Général Philippe Pontiès : D’un point de vue général, les contributions en matière de forces sont déjà très substantielles puisqu’elles permettent d’atteindre une capacité opérationnelle initiale sans difficultés. Elles se résument à un peu plus de deux compagnies d’infanterie, soit à peu près 300 soldats, des forces spéciales – une section de forces spéciales – et une compagnie de gendarmerie fournie par la force de gendarmerie européenne. Et bien sûr tout ceci est renforcé par un certain nombre de micro-fonctions comme des actions civilo-militaires, des équipes de lutte anti-éléments explosifs improvisés...
Quels sont les pays contributeurs qui, justement, vous ont permis d’avoir toutes ces forces à disposition ?
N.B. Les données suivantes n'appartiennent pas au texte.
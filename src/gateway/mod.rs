//! HTTP surface: liveness, health and the operator send API.
//!
//! Routes:
//! - `GET /` static liveness text
//! - `GET /health` connection state and component health
//! - `POST /send` `{"to": "...", "message": "..."}`

use anyhow::{Context, Result};
use axum::{
    extract::{rejection::JsonRejection, State},
    http::StatusCode,
    response::{IntoResponse, Json},
    routing::{get, post},
    Router,
};
use serde::Deserialize;
use std::net::SocketAddr;
use std::sync::Arc;
use std::time::Duration;
use tokio_util::sync::CancellationToken;
use tower_http::limit::RequestBodyLimitLayer;
use tower_http::timeout::TimeoutLayer;

use crate::connection::{ConnectionHandle, ConnectionState};
use crate::health::HealthRegistry;
use crate::inbound::SenderNormalizer;
use crate::util::truncate_with_ellipsis;

/// Maximum request body size (64KB)
pub const MAX_BODY_SIZE: usize = 65_536;
/// Per-request timeout (30s)
pub const REQUEST_TIMEOUT_SECS: u64 = 30;

pub const LIVENESS_TEXT: &str = "WhatsApp relay is running";

/// Shared state for all handlers.
#[derive(Clone)]
pub struct AppState {
    pub connection: ConnectionHandle,
    pub normalizer: Arc<SenderNormalizer>,
    pub health: HealthRegistry,
}

pub fn router(state: AppState) -> Router {
    Router::new()
        .route("/", get(handle_root))
        .route("/health", get(handle_health))
        .route("/send", post(handle_send))
        .with_state(state)
        .layer(RequestBodyLimitLayer::new(MAX_BODY_SIZE))
        .layer(TimeoutLayer::with_status_code(
            StatusCode::REQUEST_TIMEOUT,
            Duration::from_secs(REQUEST_TIMEOUT_SECS),
        ))
}

/// Serve until `cancel` fires.
pub async fn run_gateway(
    host: &str,
    port: u16,
    state: AppState,
    cancel: CancellationToken,
) -> Result<()> {
    let addr: SocketAddr = format!("{host}:{port}")
        .parse()
        .with_context(|| format!("Invalid gateway address {host}:{port}"))?;
    let listener = tokio::net::TcpListener::bind(addr)
        .await
        .with_context(|| format!("Failed to bind gateway on {addr}"))?;
    let actual = listener.local_addr()?;
    tracing::info!(addr = %actual, "Gateway listening");
    state.health.mark_component_ok("gateway");

    axum::serve(
        listener,
        router(state).into_make_service_with_connect_info::<SocketAddr>(),
    )
    .with_graceful_shutdown(async move { cancel.cancelled().await })
    .await?;

    Ok(())
}

// ══════════════════════════════════════════════════════════════════════════════
// AXUM HANDLERS
// ══════════════════════════════════════════════════════════════════════════════

/// GET /: static liveness for orchestrators
async fn handle_root() -> &'static str {
    LIVENESS_TEXT
}

/// GET /health: always public, never exposes link material
async fn handle_health(State(state): State<AppState>) -> impl IntoResponse {
    let connection = state.connection.state();
    let body = serde_json::json!({
        "status": "ok",
        "connection": connection,
        "connected": connection == ConnectionState::Connected,
        "link_pending": state.connection.link_challenge().is_some(),
        "runtime": state.health.snapshot_json(),
    });
    Json(body)
}

#[derive(Debug, Deserialize)]
pub struct SendBody {
    #[serde(default)]
    pub to: Option<String>,
    #[serde(default)]
    pub message: Option<String>,
}

/// POST /send: operator-initiated message
async fn handle_send(
    State(state): State<AppState>,
    body: Result<Json<SendBody>, JsonRejection>,
) -> impl IntoResponse {
    let Json(body) = match body {
        Ok(body) => body,
        Err(e) => {
            tracing::warn!("/send JSON parse error: {e}");
            return bad_request("Invalid JSON body. Expected: {\"to\": \"...\", \"message\": \"...\"}");
        }
    };

    let to = body.to.as_deref().map(str::trim).unwrap_or_default();
    let message = body.message.as_deref().unwrap_or_default();
    if to.is_empty() || message.trim().is_empty() {
        return bad_request("Both 'to' and 'message' are required");
    }

    let Some(target) = send_target(&state.normalizer, to) else {
        return bad_request("'to' is not a phone number or chat identifier");
    };

    match state.connection.send(&target, message).await {
        Ok(()) => {
            tracing::info!(
                to = %target,
                "Operator message sent: {}",
                truncate_with_ellipsis(message, 80)
            );
            (
                StatusCode::OK,
                Json(serde_json::json!({"success": true, "sent_to": target})),
            )
        }
        Err(e) => {
            tracing::warn!(to = %target, "Operator send failed: {e}");
            (
                StatusCode::INTERNAL_SERVER_ERROR,
                Json(serde_json::json!({"error": e.to_string()})),
            )
        }
    }
}

/// Qualified identities are used as given; bare numbers get the personal form.
fn send_target(normalizer: &SenderNormalizer, to: &str) -> Option<String> {
    if to.contains('@') {
        Some(to.to_string())
    } else {
        normalizer.normalize_identifier(to)
    }
}

fn bad_request(message: &str) -> (StatusCode, Json<serde_json::Value>) {
    (
        StatusCode::BAD_REQUEST,
        Json(serde_json::json!({"error": message})),
    )
}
Nous avons actuellement sept nations contributrices en matière de force sur le terrain. Sans évoquer évidemment ceux qui arment le poste de commandement (PC) de l’opération à Larissa [Grèce] et ceux qui armeront le PC de la force sur Bangui. Nous avons actuellement la France, la Géorgie, l’Estonie, la Lettonie, l’Espagne, la Pologne et le Portugal.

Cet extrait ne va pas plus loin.